ASSIGNMENT: Copies of all lines containing the string "default" are needed from the data below.

---------------

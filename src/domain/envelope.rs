// src/domain/envelope.rs

//! Message envelope, the unit of data exchanged through a broker.
//!
//! An envelope carries an identity, an optional link to the envelope that
//! caused it, and a structured payload. Envelopes are immutable; every
//! transformation (child creation, answer tagging, re-keying) returns a new
//! value and leaves the original untouched.
//!
//! # Wire format
//!
//! On the wire an envelope is the record
//!
//! ```text
//! { "id": "<uuid>", "parent_id": "<uuid>" | null, "payload": { ... },
//!   "answer_params"?: { "topic": "...", "correlation_id": "..." },
//!   "correlation_id"?: "..." }
//! ```
//!
//! serialized and compressed by the broker's [`Codec`]. A received record that
//! carries a `parent_id` key is reconstructed faithfully. Anything else that
//! decodes to an object is treated as an externally produced payload and
//! wrapped in a fresh root envelope.

use std::sync::Arc;

use bytes::Bytes;
use serde::de::DeserializeOwned;
use serde::{Deserialize, Serialize};
use serde_json::{Map, Value};
use uuid::Uuid;

use crate::codec::Codec;
use crate::{CorrelationId, Error, Result};

/// Business data carried by an envelope.
pub type Payload = Map<String, Value>;

/// Where and how a worker must reply to a request.
///
/// Attached to request envelopes by [`Broker::request`](crate::Broker::request)
/// or explicitly through [`MessageEnvelope::with_answer_params`].
#[derive(Clone, Debug, PartialEq, Eq, Serialize, Deserialize)]
pub struct AnswerParams {
    /// Answer topic the producer is listening on.
    pub topic: String,
    /// Correlation id the producer is waiting for.
    pub correlation_id: CorrelationId,
}

/// Immutable message envelope.
#[derive(Clone, Debug, PartialEq)]
pub struct MessageEnvelope {
    id: Uuid,
    parent_id: Option<Uuid>,
    payload: Arc<Payload>,
    answer_params: Option<AnswerParams>,
    correlation_id: Option<CorrelationId>,
}

#[derive(Serialize, Deserialize)]
struct WireRecord {
    id: Uuid,
    parent_id: Option<Uuid>,
    payload: Payload,
    #[serde(default, skip_serializing_if = "Option::is_none")]
    answer_params: Option<AnswerParams>,
    #[serde(default, skip_serializing_if = "Option::is_none")]
    correlation_id: Option<CorrelationId>,
}

impl MessageEnvelope {
    // ---

    /// Create a root envelope with a freshly generated id.
    pub fn new(payload: Payload) -> Self {
        Self::with_id(Uuid::new_v4(), None, payload)
    }

    /// Create an envelope with an explicit identity.
    pub fn with_id(id: Uuid, parent_id: Option<Uuid>, payload: Payload) -> Self {
        // ---
        Self {
            id,
            parent_id,
            payload: Arc::new(payload),
            answer_params: None,
            correlation_id: None,
        }
    }

    /// Create a root envelope from any serializable value.
    ///
    /// # Errors
    ///
    /// Returns [`Error::Serialization`] if the value cannot be serialized or
    /// does not serialize to a JSON object.
    pub fn from_serializable<T: Serialize>(value: &T) -> Result<Self> {
        Ok(Self::new(to_payload(value)?))
    }

    /// Create a child envelope caused by this one.
    ///
    /// The child gets a fresh id and records `self.id()` as its parent.
    pub fn create_child(&self, payload: Payload) -> Self {
        Self::with_id(Uuid::new_v4(), Some(self.id), payload)
    }

    /// Same payload and parent under a freshly generated id.
    pub fn rekeyed(&self) -> Self {
        // ---
        Self {
            id: Uuid::new_v4(),
            ..self.clone()
        }
    }

    /// Copy of this envelope asking the worker to reply on `params.topic`.
    pub fn with_answer_params(&self, params: AnswerParams) -> Self {
        // ---
        Self {
            answer_params: Some(params),
            ..self.clone()
        }
    }

    /// Copy of this envelope tagged as the answer for `correlation_id`.
    pub(crate) fn as_answer(&self, correlation_id: CorrelationId) -> Self {
        // ---
        Self {
            correlation_id: Some(correlation_id),
            ..self.clone()
        }
    }

    pub fn id(&self) -> Uuid {
        self.id
    }

    pub fn parent_id(&self) -> Option<Uuid> {
        self.parent_id
    }

    pub fn payload(&self) -> &Payload {
        &self.payload
    }

    /// Reply routing for request envelopes, `None` for plain messages.
    pub fn answer_params(&self) -> Option<&AnswerParams> {
        self.answer_params.as_ref()
    }

    /// Correlation id of an answer envelope, `None` for anything else.
    pub fn correlation_id(&self) -> Option<&CorrelationId> {
        self.correlation_id.as_ref()
    }

    /// Deserialize the payload into a typed value.
    pub fn payload_as<T: DeserializeOwned>(&self) -> Result<T> {
        Ok(serde_json::from_value(Value::Object(
            self.payload.as_ref().clone(),
        ))?)
    }

    /// Partition / routing key: the envelope id as text.
    pub fn key(&self) -> String {
        self.id.to_string()
    }

    /// Encode to wire bytes: `compress(dumps(record))`.
    pub fn encode(&self, codec: &dyn Codec) -> Result<Bytes> {
        // ---
        let record = WireRecord {
            id: self.id,
            parent_id: self.parent_id,
            payload: self.payload.as_ref().clone(),
            answer_params: self.answer_params.clone(),
            correlation_id: self.correlation_id.clone(),
        };

        let value = serde_json::to_value(record)?;
        codec.compress(codec.dumps(&value)?)
    }

    /// Decode wire bytes into an envelope.
    ///
    /// # Errors
    ///
    /// Returns [`Error::Serialization`] when the bytes cannot be decompressed
    /// or parsed, or when they do not describe a JSON object.
    pub fn decode(codec: &dyn Codec, bytes: Bytes) -> Result<Self> {
        // ---
        let value = codec.loads(&codec.decompress(bytes)?)?;

        let object = match value {
            Value::Object(object) => object,
            other => {
                return Err(Error::Serialization(format!(
                    "expected a JSON object, got {}",
                    kind_of(&other)
                )))
            }
        };

        if !object.contains_key("parent_id") {
            return Ok(Self::new(object));
        }

        let record: WireRecord = serde_json::from_value(Value::Object(object))?;

        Ok(Self {
            id: record.id,
            parent_id: record.parent_id,
            payload: Arc::new(record.payload),
            answer_params: record.answer_params,
            correlation_id: record.correlation_id,
        })
    }
}

/// Serialize a value into a payload map.
pub fn to_payload<T: Serialize>(value: &T) -> Result<Payload> {
    // ---
    match serde_json::to_value(value)? {
        Value::Object(map) => Ok(map),
        other => Err(Error::Serialization(format!(
            "payload must serialize to a JSON object, got {}",
            kind_of(&other)
        ))),
    }
}

fn kind_of(value: &Value) -> &'static str {
    match value {
        Value::Null => "null",
        Value::Bool(_) => "a boolean",
        Value::Number(_) => "a number",
        Value::String(_) => "a string",
        Value::Array(_) => "an array",
        Value::Object(_) => "an object",
    }
}
impl MemoryHub {
    /// Create a new, empty hub.
    pub fn new() -> Arc<Self> {
        Arc::new(Self::default())
    }

    fn declare(&self, spec: &TopicSpec) {
        // ---
        let mut topics = lock_ignore_poison(&self.topics);
        topics
            .entry(spec.name.clone())
            .or_insert_with(|| TopicState::new(spec.kind));
    }

    fn topic(&self, name: &str) -> Arc<TopicState> {
        // ---
        let mut topics = lock_ignore_poison(&self.topics);
        topics
            .entry(name.to_string())
            .or_insert_with(|| TopicState::new(TopicKind::Regular))
            .clone()
    }

    fn find_group(&self, topic: &str, group_id: &str) -> Option<Arc<GroupState>> {
        // ---
        let topics = lock_ignore_poison(&self.topics);
        let topic = topics.get(topic)?;
        let inner = lock_ignore_poison(&topic.inner);
        inner.groups.get(group_id).cloned()
    }

    fn publish(&self, topic: &str, key: &str, payload: Bytes, capacity: usize) -> Result<()> {
        // ---
        let topic_state = self.topic(topic);
        let mut inner = lock_ignore_poison(&topic_state.inner);

        let groups: Vec<Arc<GroupState>> = inner.groups.values().cloned().collect();
        let mut guards = Vec::with_capacity(groups.len());
        for group in &groups {
            let guard = lock_ignore_poison(&group.inner);
            if guard.backlog() >= capacity {
                return Err(Error::Publish(format!(
                    "memory: backlog of {topic} reached capacity {capacity}"
                )));
            }
            guards.push(guard);
        }

        let stored = Stored {
            offset: inner.next_offset,
            key: Some(key.to_string()),
            payload,
        };
        inner.next_offset += 1;

        for guard in guards.iter_mut() {
            guard.ready.push_back(stored.clone());
        }
        drop(guards);

        if inner.kind == TopicKind::Regular {
            inner.retained.push_back(stored);
            while inner.retained.len() > capacity {
                inner.retained.pop_front();
            }
        }
        drop(inner);

        for group in groups {
            group.notify.notify_waiters();
        }
        Ok(())
    }

    fn join_group(&self, topic: &str, group_id: &str) -> (Arc<TopicState>, Arc<GroupState>) {
        // ---
        let topic_state = self.topic(topic);
        let mut inner = lock_ignore_poison(&topic_state.inner);

        let group = match inner.groups.get(group_id) {
            Some(group) => group.clone(),
            None => {
                let group = Arc::new(GroupState::default());
                lock_ignore_poison(&group.inner)
                    .ready
                    .extend(inner.retained.iter().cloned());
                inner.groups.insert(group_id.to_string(), group.clone());
                group
            }
        };
        lock_ignore_poison(&group.inner).members += 1;
        drop(inner);

        (topic_state, group)
    }

    fn approximate_size(&self, topic: &str) -> u64 {
        // ---
        let topics = lock_ignore_poison(&self.topics);
        let Some(topic) = topics.get(topic) else {
            return 0;
        };
        let inner = lock_ignore_poison(&topic.inner);

        if inner.groups.is_empty() {
            return inner.retained.len() as u64;
        }

        inner
            .groups
            .values()
            .map(|g| lock_ignore_poison(&g.inner).backlog())
            .max()
            .unwrap_or(0) as u64
    }
}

---------------

ANSWER BOX:
    #[serde(default, skip_serializing_if = "Option::is_none")]
    #[serde(default, skip_serializing_if = "Option::is_none")]
        Arc::new(Self::default())
                let group = Arc::new(GroupState::default());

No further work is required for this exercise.